January 5th, 2011 10:54am Report this comment

The main thing is for the Government to keep spending and taxing. The more money the Government raises in taxes the more it can spend. This is the First Rule of Government. Spending gives politicians Power and Power gives political parties donations.

The increase in tuition fees and VAT is just the start. VAT harmonisation across the EU at 25% will probably be in place by 2015 and Europe will be a high-tax, high-spend economic zone in perpetuity.

The "Deficits" will never go away and they will ensure taxes will never be low. The banks have undertaken the largest Leveraged Buyout in world history and brought sovereign states onto their balance sheets. With this kind of funding starting another speculative bubble in dot.com shares using Facebook should be well within Goldman's grasp, circumventing Securities Laws as they have done by warehousing Facebook unquoted stock.
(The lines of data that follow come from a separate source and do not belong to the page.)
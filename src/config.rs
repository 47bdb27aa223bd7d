//! Worker configuration: TOML file, command-line overrides and validation.

use std::fs;
use std::path::{Path, PathBuf};

use serde::Deserialize;

use crate::protocol::codec::{DEFAULT_INITIAL_BUFFER_BYTES, DEFAULT_MAX_RECORD_BYTES};
use crate::worker::StreamLimits;
use crate::{AppError, Result};

fn default_max_record_bytes() -> usize {
    DEFAULT_MAX_RECORD_BYTES
}

fn default_initial_buffer_bytes() -> usize {
    DEFAULT_INITIAL_BUFFER_BYTES
}

/// Worker configuration parsed from an optional `worker.toml`.
///
/// Every field has a default, so an empty file is valid.
#[derive(Debug, Clone, Deserialize, PartialEq, Eq)]
#[serde(rename_all = "snake_case", deny_unknown_fields)]
pub struct WorkerConfig {
    /// Signature dataset that supersedes embedded entries of the same name.
    #[serde(default)]
    pub fingerprints: Option<PathBuf>,
    /// Largest accepted input record in bytes.
    #[serde(default = "default_max_record_bytes")]
    pub max_record_bytes: usize,
    /// Initial read buffer capacity in bytes.
    #[serde(default = "default_initial_buffer_bytes")]
    pub initial_buffer_bytes: usize,
}

impl Default for WorkerConfig {
    fn default() -> Self {
        Self {
            fingerprints: None,
            max_record_bytes: default_max_record_bytes(),
            initial_buffer_bytes: default_initial_buffer_bytes(),
        }
    }
}

impl WorkerConfig {
    /// Load and validate configuration from a TOML file path.
    ///
    /// # Errors
    ///
    /// Returns `AppError::Config` if the file cannot be read or contains
    /// invalid TOML, or if validation fails.
    pub fn load_from_path(path: impl AsRef<Path>) -> Result<Self> {
        let path = path.as_ref();
        let raw = fs::read_to_string(path).map_err(|err| {
            AppError::Config(format!("failed to read config {}: {err}", path.display()))
        })?;
        Self::from_toml_str(&raw)
    }

    /// Parse and validate configuration from a TOML string.
    ///
    /// # Errors
    ///
    /// Returns `AppError::Config` if parsing or validation fails.
    pub fn from_toml_str(raw: &str) -> Result<Self> {
        let mut config: Self = toml::from_str(raw)?;
        config.fingerprints = config.fingerprints.filter(|path| !path.as_os_str().is_empty());
        config.validate()?;
        Ok(config)
    }

    /// Apply command-line values on top of the file (or default) values.
    ///
    /// An empty `fingerprints` path means "no override", as in the file.
    ///
    /// # Errors
    ///
    /// Returns `AppError::Config` if the merged configuration is invalid.
    pub fn apply_overrides(
        &mut self,
        fingerprints: Option<PathBuf>,
        max_record_bytes: Option<usize>,
    ) -> Result<()> {
        if let Some(path) = fingerprints.filter(|path| !path.as_os_str().is_empty()) {
            self.fingerprints = Some(path);
        }
        if let Some(max) = max_record_bytes {
            self.max_record_bytes = max;
        }
        self.validate()
    }

    /// Stream bounds derived from this configuration.
    ///
    /// The initial buffer is clamped to the record bound.
    #[must_use]
    pub fn limits(&self) -> StreamLimits {
        StreamLimits {
            max_record_bytes: self.max_record_bytes,
            initial_buffer_bytes: self.initial_buffer_bytes.min(self.max_record_bytes),
        }
    }

    fn validate(&self) -> Result<()> {
        if self.max_record_bytes == 0 {
            return Err(AppError::Config(
                "max_record_bytes must be greater than zero".into(),
            ));
        }

        if self.initial_buffer_bytes == 0 {
            return Err(AppError::Config(
                "initial_buffer_bytes must be greater than zero".into(),
            ));
        }

        Ok(())
    }
}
VAT increases are essential to suppress domestic demand and transfer real resources from the public to the Treasury-Bank-Nexus which is funding the whole circus through high-powered money and proxy taxation through speculation-driven increases in food prices and energy costs.

The New Global Order is coming into being and the West is returning to a form of feudalism as Asia turns feudal society into imperial power by securing global mineral resources.
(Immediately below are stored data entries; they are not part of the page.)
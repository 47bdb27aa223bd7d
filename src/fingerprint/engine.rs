//! Regex signature engine.
//!
//! [`SignatureEngine`] compiles a [`SignatureDataset`] once at startup and
//! then answers [`Fingerprinter::fingerprint`] calls without mutation, so a
//! single instance serves every record.
//!
//! # Pattern syntax
//!
//! Patterns are case-insensitive regular expressions optionally followed by
//! `\;`-separated directives. Only `version:` is evaluated; `\1`-style
//! references are replaced with capture groups and `\1?a:b` picks `a` when
//! group 1 matched something and `b` otherwise. Other directives such as
//! `confidence:` are accepted and ignored.

use std::collections::{BTreeMap, HashMap};
use std::path::Path;

use regex::{Captures, Regex, RegexBuilder};
use tracing::{info, warn};

use super::signatures::{AppSignature, SignatureDataset};
use super::{Fingerprinter, TechnologySet};
use crate::protocol::HeaderMap;
use crate::{AppError, Result};

const DIRECTIVE_SEPARATOR: &str = "\\;";

/// Upper bound on the compiled size of a single signature pattern.
const PATTERN_SIZE_LIMIT: usize = 1 << 21;

#[derive(Debug)]
struct Pattern {
    regex: Regex,
    version: Option<String>,
}

impl Pattern {
    fn compile(raw: &str) -> std::result::Result<Self, regex::Error> {
        let mut parts = raw.split(DIRECTIVE_SEPARATOR);
        let expression = parts.next().unwrap_or_default();
        let version = parts
            .find_map(|directive| directive.strip_prefix("version:"))
            .map(str::to_owned);
        let regex = RegexBuilder::new(expression)
            .case_insensitive(true)
            .size_limit(PATTERN_SIZE_LIMIT)
            .build()?;
        Ok(Self { regex, version })
    }

    /// `None` when the pattern does not match, otherwise the extracted
    /// version (if the pattern has one and it rendered non-empty).
    fn evaluate(&self, haystack: &str) -> Option<Option<String>> {
        let Some(template) = self.version.as_deref() else {
            return self.regex.is_match(haystack).then_some(None);
        };
        let captures = self.regex.captures(haystack)?;
        Some(render_version(template, &captures))
    }
}

fn render_version(template: &str, captures: &Captures<'_>) -> Option<String> {
    let rendered = match template.split_once('?') {
        Some((condition, branches)) => {
            let (present, absent) = branches.split_once(':').unwrap_or((branches, ""));
            if substitute(condition, captures).is_empty() {
                substitute(absent, captures)
            } else {
                substitute(present, captures)
            }
        }
        None => substitute(template, captures),
    };
    let trimmed = rendered.trim();
    (!trimmed.is_empty()).then(|| trimmed.to_owned())
}

fn substitute(template: &str, captures: &Captures<'_>) -> String {
    let mut out = String::with_capacity(template.len());
    let mut chars = template.chars().peekable();
    while let Some(c) = chars.next() {
        if c == '\\' {
            if let Some(group) = chars.peek().and_then(|next| next.to_digit(10)) {
                chars.next();
                if let Some(capture) = captures.get(group as usize) {
                    out.push_str(capture.as_str());
                }
                continue;
            }
        }
        out.push(c);
    }
    out
}

/// HTML fragments the signatures are matched against.
#[derive(Debug)]
struct Extractors {
    script_src: Regex,
    meta_tag: Regex,
    meta_name: Regex,
    meta_content: Regex,
}

impl Extractors {
    fn new() -> Result<Self> {
        let build = |expression: &str| {
            Regex::new(expression)
                .map_err(|err| AppError::Signature(format!("invalid extractor pattern: {err}")))
        };
        Ok(Self {
            script_src: build(r#"(?is)<script\b[^>]*?\bsrc\s*=\s*["']?([^"'\s>]+)"#)?,
            meta_tag: build(r"(?is)<meta\b[^>]*>")?,
            meta_name: build(r#"(?is)\b(?:name|property)\s*=\s*["']?([^"'\s>]+)"#)?,
            meta_content: build(r#"(?is)\bcontent\s*=\s*(?:"([^"]*)"|'([^']*)'|([^"'\s>]+))"#)?,
        })
    }
}

/// Everything a request exposes to the signatures.
struct Evidence<'a> {
    /// Lowercased header name → values joined with `", "`.
    headers: BTreeMap<String, String>,
    /// Lowercased cookie name → value.
    cookies: BTreeMap<String, String>,
    html: &'a str,
    script_sources: Vec<&'a str>,
    /// Lowercased meta name → content.
    meta: Vec<(String, &'a str)>,
}

impl<'a> Evidence<'a> {
    fn collect(extractors: &Extractors, raw_headers: &HeaderMap, html: &'a str) -> Self {
        let mut headers: BTreeMap<String, String> = BTreeMap::new();
        let mut cookies = BTreeMap::new();

        for (name, values) in raw_headers {
            let name = name.to_ascii_lowercase();
            match name.as_str() {
                "set-cookie" => {
                    for value in values {
                        if let Some(pair) = value.split(';').next() {
                            insert_cookie(&mut cookies, pair);
                        }
                    }
                }
                "cookie" => {
                    for pair in values.iter().flat_map(|value| value.split(';')) {
                        insert_cookie(&mut cookies, pair);
                    }
                }
                _ => {}
            }

            let joined = headers.entry(name).or_default();
            for value in values {
                if !joined.is_empty() {
                    joined.push_str(", ");
                }
                joined.push_str(value);
            }
        }

        let script_sources = extractors
            .script_src
            .captures_iter(html)
            .filter_map(|caps| caps.get(1).map(|src| src.as_str()))
            .collect();

        let meta = extractors
            .meta_tag
            .find_iter(html)
            .filter_map(|tag| {
                let tag = tag.as_str();
                let name = extractors.meta_name.captures(tag)?.get(1)?;
                let content = extractors.meta_content.captures(tag)?;
                let content = content.get(1).or(content.get(2)).or(content.get(3))?;
                Some((name.as_str().to_ascii_lowercase(), content.as_str()))
            })
            .collect();

        Self {
            headers,
            cookies,
            html,
            script_sources,
            meta,
        }
    }
}

fn insert_cookie(cookies: &mut BTreeMap<String, String>, pair: &str) {
    if let Some((name, value)) = pair.split_once('=') {
        cookies.insert(name.trim().to_ascii_lowercase(), value.trim().to_owned());
    }
}

#[derive(Debug)]
struct CompiledApp {
    name: String,
    headers: Vec<(String, Pattern)>,
    cookies: Vec<(String, Pattern)>,
    html: Vec<Pattern>,
    script_src: Vec<Pattern>,
    meta: Vec<(String, Pattern)>,
    implies: Vec<String>,
}

impl CompiledApp {
    fn compile(name: &str, app: &AppSignature) -> Self {
        let keyed = |field: &str, entries: &BTreeMap<String, String>| -> Vec<(String, Pattern)> {
            entries
                .iter()
                .filter_map(|(key, raw)| {
                    compile_logged(name, field, raw).map(|p| (key.to_ascii_lowercase(), p))
                })
                .collect()
        };

        let listed = |field: &str, raws: &[String]| -> Vec<Pattern> {
            raws.iter()
                .filter_map(|raw| compile_logged(name, field, raw))
                .collect()
        };

        let meta = app
            .meta
            .iter()
            .flat_map(|(key, raws)| raws.0.iter().map(move |raw| (key, raw)))
            .filter_map(|(key, raw)| {
                compile_logged(name, "meta", raw).map(|p| (key.to_ascii_lowercase(), p))
            })
            .collect();

        let implies = app
            .implies
            .0
            .iter()
            .filter_map(|implied| implied.split(DIRECTIVE_SEPARATOR).next())
            .map(str::trim)
            .filter(|implied| !implied.is_empty())
            .map(str::to_owned)
            .collect();

        Self {
            name: name.to_owned(),
            headers: keyed("headers", &app.headers),
            cookies: keyed("cookies", &app.cookies),
            html: listed("html", &app.html.0),
            script_src: listed("scriptSrc", &app.script_src.0),
            meta,
            implies,
        }
    }

    /// `None` when nothing matched, otherwise the first non-empty version
    /// found (or `Some(None)` when every match was versionless).
    fn detect(&self, evidence: &Evidence<'_>) -> Option<Option<String>> {
        let header_hits = self.headers.iter().filter_map(|(name, pattern)| {
            evidence
                .headers
                .get(name)
                .and_then(|value| pattern.evaluate(value))
        });
        let cookie_hits = self.cookies.iter().filter_map(|(name, pattern)| {
            evidence
                .cookies
                .get(name)
                .and_then(|value| pattern.evaluate(value))
        });
        let html_hits = self
            .html
            .iter()
            .filter_map(|pattern| pattern.evaluate(evidence.html));
        let script_hits = self.script_src.iter().flat_map(|pattern| {
            evidence
                .script_sources
                .iter()
                .filter_map(move |src| pattern.evaluate(src))
        });
        let meta_hits = self.meta.iter().flat_map(|(name, pattern)| {
            evidence
                .meta
                .iter()
                .filter(move |(meta_name, _)| meta_name == name)
                .filter_map(move |(_, content)| pattern.evaluate(content))
        });

        let mut detection = None;
        for version in header_hits
            .chain(cookie_hits)
            .chain(html_hits)
            .chain(script_hits)
            .chain(meta_hits)
        {
            if version.is_some() {
                return Some(version);
            }
            detection = Some(None);
        }
        detection
    }
}

fn compile_logged(app: &str, field: &str, raw: &str) -> Option<Pattern> {
    match Pattern::compile(raw) {
        Ok(pattern) => Some(pattern),
        Err(err) => {
            warn!(app, field, pattern = raw, %err, "invalid signature pattern, skipping");
            None
        }
    }
}

/// Compiled, read-only signature matcher.
#[derive(Debug)]
pub struct SignatureEngine {
    apps: Vec<CompiledApp>,
    index: HashMap<String, usize>,
    extractors: Extractors,
}

impl SignatureEngine {
    /// Compile every signature in `dataset`.
    ///
    /// Patterns the regex engine rejects are skipped with a warning; the
    /// rest of the technology's signatures still apply.
    ///
    /// # Errors
    ///
    /// Returns [`AppError::Signature`] if the HTML extractors fail to compile.
    pub fn from_dataset(dataset: &SignatureDataset) -> Result<Self> {
        let apps: Vec<CompiledApp> = dataset
            .apps
            .iter()
            .map(|(name, app)| CompiledApp::compile(name, app))
            .collect();
        let index = apps
            .iter()
            .enumerate()
            .map(|(position, app)| (app.name.clone(), position))
            .collect();

        Ok(Self {
            apps,
            index,
            extractors: Extractors::new()?,
        })
    }

    /// Engine built from the embedded dataset only.
    ///
    /// # Errors
    ///
    /// Returns [`AppError::Signature`] if the embedded dataset is unusable.
    pub fn embedded() -> Result<Self> {
        Self::from_dataset(&SignatureDataset::embedded()?)
    }

    /// Engine built from the embedded dataset, superseded by `fingerprints`
    /// when a path is given.
    ///
    /// # Errors
    ///
    /// Returns [`AppError::Signature`] if a dataset cannot be read or parsed.
    pub fn load(fingerprints: Option<&Path>) -> Result<Self> {
        let dataset = SignatureDataset::resolve(fingerprints)?;
        let engine = Self::from_dataset(&dataset)?;
        info!(technologies = engine.len(), "signature engine ready");
        Ok(engine)
    }

    /// Number of compiled technologies.
    #[must_use]
    pub fn len(&self) -> usize {
        self.apps.len()
    }

    /// Whether the engine knows no technologies.
    #[must_use]
    pub fn is_empty(&self) -> bool {
        self.apps.is_empty()
    }

    fn implied_by(&self, name: &str) -> impl Iterator<Item = &str> + '_ {
        self.index
            .get(name)
            .and_then(|position| self.apps.get(*position))
            .into_iter()
            .flat_map(|app| app.implies.iter().map(String::as_str))
    }
}

impl Fingerprinter for SignatureEngine {
    fn fingerprint(&self, headers: &HeaderMap, body: &[u8]) -> TechnologySet {
        let html = String::from_utf8_lossy(body);
        let evidence = Evidence::collect(&self.extractors, headers, &html);

        let mut detected: BTreeMap<String, Option<String>> = self
            .apps
            .iter()
            .filter_map(|app| app.detect(&evidence).map(|version| (app.name.clone(), version)))
            .collect();

        let mut pending: Vec<&str> = detected
            .keys()
            .flat_map(|name| self.implied_by(name))
            .collect();
        while let Some(name) = pending.pop() {
            if !detected.contains_key(name) {
                detected.insert(name.to_owned(), None);
                pending.extend(self.implied_by(name));
            }
        }

        detected
            .into_iter()
            .map(|(name, version)| match version {
                Some(version) => format!("{name}:{version}"),
                None => name,
            })
            .collect()
    }
}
Putin's Russia is the model for the future

Baron

January 5th, 2011 11:18am Report this comment

Nicholas, sir, a word in your ear: most of the foreign aid is a disguised export subsidy. The aid money must be spent on stuff made here, support for jobs, the argument goes.
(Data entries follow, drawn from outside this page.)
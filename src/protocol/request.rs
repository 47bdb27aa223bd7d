//! Inbound request records.
//!
//! One request arrives per input record as a JSON object:
//!
//! | Field      | Type                        | Notes                                  |
//! |------------|-----------------------------|----------------------------------------|
//! | `id`       | string                      | echoed back on the response            |
//! | `headers`  | object of string → [string] | may be absent or `null`                |
//! | `body`     | string                      | literal body                           |
//! | `body_b64` | string                      | base64 body, supersedes `body` if valid |
//!
//! Unknown fields are ignored and `null` is treated as an absent field.

use std::borrow::Cow;
use std::collections::HashMap;

use base64::engine::general_purpose::STANDARD;
use base64::Engine as _;
use serde::de::DeserializeOwned;
use serde_json::{Map, Value};
use tracing::debug;

use crate::{AppError, Result};

/// Header mapping as supplied by the caller: name → ordered values.
///
/// Header names are not case-normalized at this layer.
pub type HeaderMap = HashMap<String, Vec<String>>;

/// Header mapping as it may appear on the wire, with `null` lists and
/// `null` values.
type WireHeaderMap = HashMap<String, Option<Vec<Option<String>>>>;

/// A decoded fingerprinting request.
#[derive(Debug, Clone, Default, PartialEq, Eq)]
pub struct Request {
    /// Caller-supplied correlation token, may be empty.
    pub id: String,
    /// Response headers of the fingerprinted page; `None` when never supplied.
    pub headers: Option<HeaderMap>,
    /// Literal body payload.
    pub body: String,
    /// Standard base64 encoding of the body; empty when not supplied.
    pub body_b64: String,
}

impl Request {
    /// Header mapping to pass to the fingerprinting engine.
    ///
    /// An absent mapping becomes an empty one; the request itself is left
    /// untouched.
    #[must_use]
    pub fn normalized_headers(&self) -> Cow<'_, HeaderMap> {
        match self.headers {
            Some(ref headers) => Cow::Borrowed(headers),
            None => Cow::Owned(HeaderMap::new()),
        }
    }

    /// Body bytes to fingerprint.
    ///
    /// A non-empty `body_b64` that decodes as standard base64 wins. If it is
    /// empty or fails to decode, the literal `body` is used; a decode failure
    /// is logged at `DEBUG` and is not reported to the caller.
    #[must_use]
    pub fn effective_body(&self) -> Cow<'_, [u8]> {
        if !self.body_b64.is_empty() {
            match decode_body_b64(&self.body_b64) {
                Ok(decoded) => return Cow::Owned(decoded),
                Err(err) => {
                    debug!(
                        id = %self.id,
                        error = %err,
                        "body_b64 is not valid base64, using literal body"
                    );
                }
            }
        }
        Cow::Borrowed(self.body.as_bytes())
    }
}

/// Decode one raw record into a [`Request`].
///
/// Decoding is lenient in the same places a typical JSON object decoder is:
///
/// - byte sequences that are not valid UTF-8 are replaced with U+FFFD;
/// - when a key repeats, the last occurrence wins;
/// - field names match case-insensitively, an exact match taking priority;
/// - `null` stands for an absent field, an empty header list or an empty
///   header value;
/// - a top-level `null` is an empty request.
///
/// # Errors
///
/// Returns [`AppError::Decode`] when the record is not valid JSON (including
/// empty records), is not an object, or a known field has the wrong type.
pub fn decode_record(record: &[u8]) -> Result<Request> {
    let mut object = match parse_value(record)? {
        Value::Object(object) => object,
        Value::Null => return Ok(Request::default()),
        other => {
            return Err(AppError::Decode(format!(
                "expected a JSON object, found {}",
                kind(&other)
            )))
        }
    };

    let headers: Option<HeaderMap> = field::<WireHeaderMap>(&mut object, "headers")?.map(|headers| {
        headers
            .into_iter()
            .map(|(name, values)| {
                let values: Vec<String> = values
                    .unwrap_or_default()
                    .into_iter()
                    .map(Option::unwrap_or_default)
                    .collect();
                (name, values)
            })
            .collect()
    });

    Ok(Request {
        id: field(&mut object, "id")?.unwrap_or_default(),
        headers,
        body: field(&mut object, "body")?.unwrap_or_default(),
        body_b64: field(&mut object, "body_b64")?.unwrap_or_default(),
    })
}

/// Best-effort extraction of the `id` from a record that failed to decode.
///
/// Succeeds only when the record is syntactically valid JSON with a string
/// `id` at the top level, e.g. when another field had the wrong type.
/// Returns an empty string otherwise.
#[must_use]
pub fn salvage_id(record: &[u8]) -> String {
    match parse_value(record) {
        Ok(Value::Object(mut object)) => match take_field(&mut object, "id") {
            Some(Value::String(id)) => id,
            _ => String::new(),
        },
        _ => String::new(),
    }
}

fn parse_value(record: &[u8]) -> Result<Value> {
    let parsed = match std::str::from_utf8(record) {
        Ok(text) => serde_json::from_str(text),
        Err(_) => serde_json::from_str(&String::from_utf8_lossy(record)),
    };
    parsed.map_err(|err| AppError::Decode(err.to_string()))
}

/// Remove the value for `name`, preferring an exact key over a
/// case-insensitive one.
fn take_field(object: &mut Map<String, Value>, name: &str) -> Option<Value> {
    if let Some(value) = object.remove(name) {
        return Some(value);
    }
    let key = object
        .keys()
        .find(|key| key.eq_ignore_ascii_case(name))?
        .clone();
    object.remove(&key)
}

fn field<T>(object: &mut Map<String, Value>, name: &str) -> Result<Option<T>>
where
    T: DeserializeOwned,
{
    match take_field(object, name) {
        None | Some(Value::Null) => Ok(None),
        Some(value) => serde_json::from_value(value)
            .map(Some)
            .map_err(|err| AppError::Decode(format!("field `{name}`: {err}"))),
    }
}

fn kind(value: &Value) -> &'static str {
    match value {
        Value::Null => "null",
        Value::Bool(_) => "a boolean",
        Value::Number(_) => "a number",
        Value::String(_) => "a string",
        Value::Array(_) => "an array",
        Value::Object(_) => "an object",
    }
}

/// Decode standard padded base64, ignoring embedded line breaks.
fn decode_body_b64(encoded: &str) -> std::result::Result<Vec<u8>, base64::DecodeError> {
    if encoded.contains(['\r', '\n']) {
        let compact: String = encoded
            .chars()
            .filter(|c| !matches!(c, '\r' | '\n'))
            .collect();
        STANDARD.decode(compact)
    } else {
        STANDARD.decode(encoded)
    }
}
also, you should favour VAT, the higher the better provided income tax gets the lower the better. It makes sense to tax consumption rather than wealth creation, don’t you think?

Nicholas

January 5th, 2011 11:50am Report this comment

Agree with both Jonathan Woolk and TomTom. The future is East Germany 1960 - all the parties are taking us there.

DZ

January 5th, 2011 1:20pm Report this comment

Right on the button Nicholas 9.24, what indeed happened to the Bonfire of the Quangos? And the compression of Local Authorities. Not to mention the costs of totally absurd Elfin Safety legislation. And that was supposed to be just for a start. Remember?

alexsandr

January 5th, 2011 2:31pm Report this comment

Most of the big rise in stuff this week has been in petrol/diesel proces. that was a fuel duty increase. f-all to do with VAT.
Why has that been kept quiet?

TomTom

January 5th, 2011 3:45pm Report this comment

"must be spent on stuff made here, "

NOT with British Foreign Aid...maybe Japanese or French, but NOT in the case of the UK

Marcher Baron

January 5th, 2011 4:24pm Report this comment

I've only bought a couple of VAT-rated items over the last two days. Neither of them was more expensive than what I'd previously paid (although VAT was quoted at 20% on the receipt). Clearly some retailers are absorbing the rise at the moment. Inflation will be much worse than the VAT rise. What worries me more is the harmonisation aspect; VAT is currently 20% throughout the EU, I believe.